Who Plays AIG in the Sequel?

As we watch the water rise toward the top of the government default levees, I am amazed that the market townfolk aren’t panicking, putting their most portable valuables into and on top of their cars and getting out of town.  Maybe they have so much flood insurance that they would actually want the levees to break.

The least likely reason that big market players aren’t heading for the hills is that they think Washington will just increase the debt limit to cover spending they’ve already approved.  After all, that two-sentence, no drama option is only used most of the time, and would have already been used last April or May to avoid the cost and disruption of playing the extension games Treasury had played these last few months.

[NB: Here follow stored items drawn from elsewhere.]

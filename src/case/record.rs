use chrono::{Local, NaiveDateTime};
use serde::ser::{SerializeMap, SerializeStruct};
use serde::{Serialize, Serializer};
use std::fmt;

use super::CaseIdentifier;
use super::parser::StatusPage;

/// Sentinel reported when no known form code appears in the status text
pub const UNRECOGNIZED_CASE: &str = "Unrecognized Case";

const TIMESTAMP_FORMAT: &str = "%Y-%m-%dT%H:%M:%S%.6f";

/// Form code extracted from the status text
#[derive(Debug, Clone, PartialEq, Eq, Hash)]
pub enum CaseType {
    /// Matched code such as `I-130`, `CR-1` or `IR-5`
    Known(String),
    Unrecognized,
}

impl CaseType {
    pub fn as_str(&self) -> &str {
        match self {
            CaseType::Known(code) => code,
            CaseType::Unrecognized => UNRECOGNIZED_CASE,
        }
    }

    /// Exact-match check against a user supplied type filter
    pub fn matches(&self, filter: &str) -> bool {
        self.as_str() == filter
    }
}

impl fmt::Display for CaseType {
    fn fmt(&self, f: &mut fmt::Formatter<'_>) -> fmt::Result {
        f.write_str(self.as_str())
    }
}

impl Serialize for CaseType {
    fn serialize<S: Serializer>(&self, serializer: S) -> Result<S::Ok, S::Error> {
        serializer.serialize_str(self.as_str())
    }
}

/// One successful, filter-passing status query
#[derive(Debug, Clone, PartialEq)]
pub struct CaseRecord {
    pub id: CaseIdentifier,
    pub queried: NaiveDateTime,
    pub case_type: CaseType,
    pub status: String,
    pub received: Option<String>,
}

impl CaseRecord {
    /// Build a record stamped with the current local time
    pub fn new(id: CaseIdentifier, page: StatusPage) -> Self {
        Self::at(id, page, Local::now().naive_local())
    }

    /// Build a record with an explicit query timestamp
    pub fn at(id: CaseIdentifier, page: StatusPage, queried: NaiveDateTime) -> Self {
        Self {
            id,
            queried,
            case_type: page.case_type,
            status: page.status,
            received: page.received,
        }
    }

    /// ISO-8601 query timestamp with microseconds
    pub fn queried_iso(&self) -> String {
        self.queried.format(TIMESTAMP_FORMAT).to_string()
    }
}

/// Report entry body, keys in the order the report has always used
struct RecordFields<'a>(&'a CaseRecord);

impl Serialize for RecordFields<'_> {
    fn serialize<S: Serializer>(&self, serializer: S) -> Result<S::Ok, S::Error> {
        let record = self.0;
        let mut state = serializer.serialize_struct("CaseRecord", 4)?;
        state.serialize_field("Queried", &record.queried_iso())?;
        state.serialize_field("Received", &record.received)?;
        state.serialize_field("Status", &record.status)?;
        state.serialize_field("Type", &record.case_type)?;
        state.end()
    }
}

// A record serializes as a single-entry map keyed by its identifier.
impl Serialize for CaseRecord {
    fn serialize<S: Serializer>(&self, serializer: S) -> Result<S::Ok, S::Error> {
        let mut map = serializer.serialize_map(Some(1))?;
        map.serialize_entry(self.id.as_str(), &RecordFields(self))?;
        map.end()
    }
}
//! The poll command: plan the sweep, run it, write the report

use anyhow::{Context, Result};
use std::time::Instant;

use super::{Cli, Output};
use crate::case::{CaseSeries, QueryWindow};
use crate::client::{HttpFetcher, QueryClient};
use crate::config::CasepollConfig;
use crate::dispatch::{Dispatcher, QueryPlan, RunSummary};
use crate::parallel::{ExecutionStrategy, RateLimiter};
use crate::report::{self, Report};

pub fn execute(cli: &Cli, output: &Output) -> Result<()> {
    let start_time = Instant::now();

    let (series, number) = CaseSeries::parse(&cli.case_num)?;
    let config = CasepollConfig::load(cli.config.as_deref(), Some(cli.config_overrides()))
        .context("Failed to load configuration")?;

    let degree = ExecutionStrategy::calculate_optimal_workers(
        config.parallel.max_threads,
        config.parallel.thread_percentage,
    );
    let plan = QueryPlan::build(
        QueryWindow::around(number, cli.batch),
        config.parallel.min_items_for_parallel,
        degree,
        config.parallel.remainder,
    );

    if cli.dry_run {
        print_plan(&series, &plan, cli, output);
        return Ok(());
    }

    output.verbose(&format!("Querying {}", config.endpoint.url));

    let fetcher = HttpFetcher::new(&config.endpoint)?;
    let client = QueryClient::new(fetcher, series, cli.type_filter());
    let dispatcher = Dispatcher::new(client, RateLimiter::from_config(&config.rate_limit))
        .with_sort(config.report.sort_by_case)
        .with_progress(config.parallel.progress_every, cli.verbose > 0);

    let summary = dispatcher.run(&plan)?;
    let report = report::write(&summary.records, &config.report)?;

    print!("{}", report.body);

    print_summary(&plan, &summary, &report, output);
    tracing::debug!("Run finished in {:.2?}", start_time.elapsed());
    Ok(())
}

fn print_plan(series: &CaseSeries, plan: &QueryPlan, cli: &Cli, output: &Output) {
    output.header("Query plan (dry run)");
    let first = series.identifier(plan.window.start);
    let last = series.identifier(plan.window.end.saturating_sub(1));
    output.key_value("Window:", &format!("{} ({} .. {})", plan.window, first, last), false);
    output.key_value("Queries:", &plan.query_count().to_string(), true);
    output.key_value("Strategy:", &strategy_label(&plan.strategy), false);
    if let Some(filter) = cli.type_filter() {
        output.key_value("Filter:", &filter, false);
    }

    if plan.is_parallel() {
        for (worker_id, batch) in plan.batches.iter().enumerate() {
            output.list_item(&format!("worker-{}: {}", worker_id, batch));
        }
    }

    if plan.dropped > 0 {
        output.warning(&format!("{} trailing identifier(s) would be skipped", plan.dropped));
    }
    output.info("Dry run: no requests sent, no report written");
}

fn print_summary(plan: &QueryPlan, summary: &RunSummary, report: &Report, output: &Output) {
    if !summary.panicked.is_empty() {
        let workers: Vec<String> = summary
            .panicked
            .iter()
            .map(|id| format!("worker-{}", id))
            .collect();
        output.error(&format!(
            "{} worker(s) panicked, their results are missing: {}",
            workers.len(),
            workers.join(", ")
        ));
    }

    if output.is_quiet() {
        return;
    }

    output.header("Summary");
    output.key_value("Window:", &plan.window.to_string(), false);
    output.key_value("Strategy:", &strategy_label(&plan.strategy), false);
    output.key_value("Batches:", &summary.batches.to_string(), false);
    output.key_value("Queried:", &summary.stats.queried.to_string(), false);
    output.key_value("Records:", &summary.stats.recorded.to_string(), true);
    output.key_value("Filtered:", &summary.stats.filtered.to_string(), false);
    output.key_value(
        "No status:",
        &(summary.stats.unparseable + summary.stats.failed).to_string(),
        false,
    );
    if plan.dropped > 0 {
        output.warning(&format!("{} trailing identifier(s) were skipped", plan.dropped));
    }
    output.step(&format!("Elapsed {:.2?}", summary.elapsed));
    output.success(&format!(
        "Wrote {} record(s) to {}",
        report.records,
        report.path.display()
    ));
}

fn strategy_label(strategy: &ExecutionStrategy) -> String {
    match strategy {
        ExecutionStrategy::Sequential => "sequential".to_string(),
        ExecutionStrategy::Parallel { workers } => format!("parallel (batches of {})", workers),
    }
}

I do notice how frequently these days I hear the offering levels of CDS (Credit Default Swaps) for US Treasuries.  In other words, lots of people (institutional, corporate “people” as defined by the Supremes) have been buying insurance.  Cheap insurance.

It makes me wonder who is writing that insurance.  After all, the most famous recent new fortunes were made by people that paid pennies (often fractions of pennies, like 15 basis points per annum) to collect dollars when AAA mortgage bonds defaulted.  Not to mention the $360 billion paid out to CDS holders the day Fannie Mae CDS settled.  That was more money lost in one day than the entire two years’ worth of subprime mortgage credit losses in 2007 and 2008.  The best part was that the winners had paid out about $15,000 for a year of insurance that paid $1 million when insolvency was declared.

We still don’t have any disclosure of CDS exposures, nor any requirement that providers of those insurance policies set aside capital to reserve for the risk that they have to pay off.  Those parts of “regulatory reform” went into the trash bin even before Dodd/Frank got a vote.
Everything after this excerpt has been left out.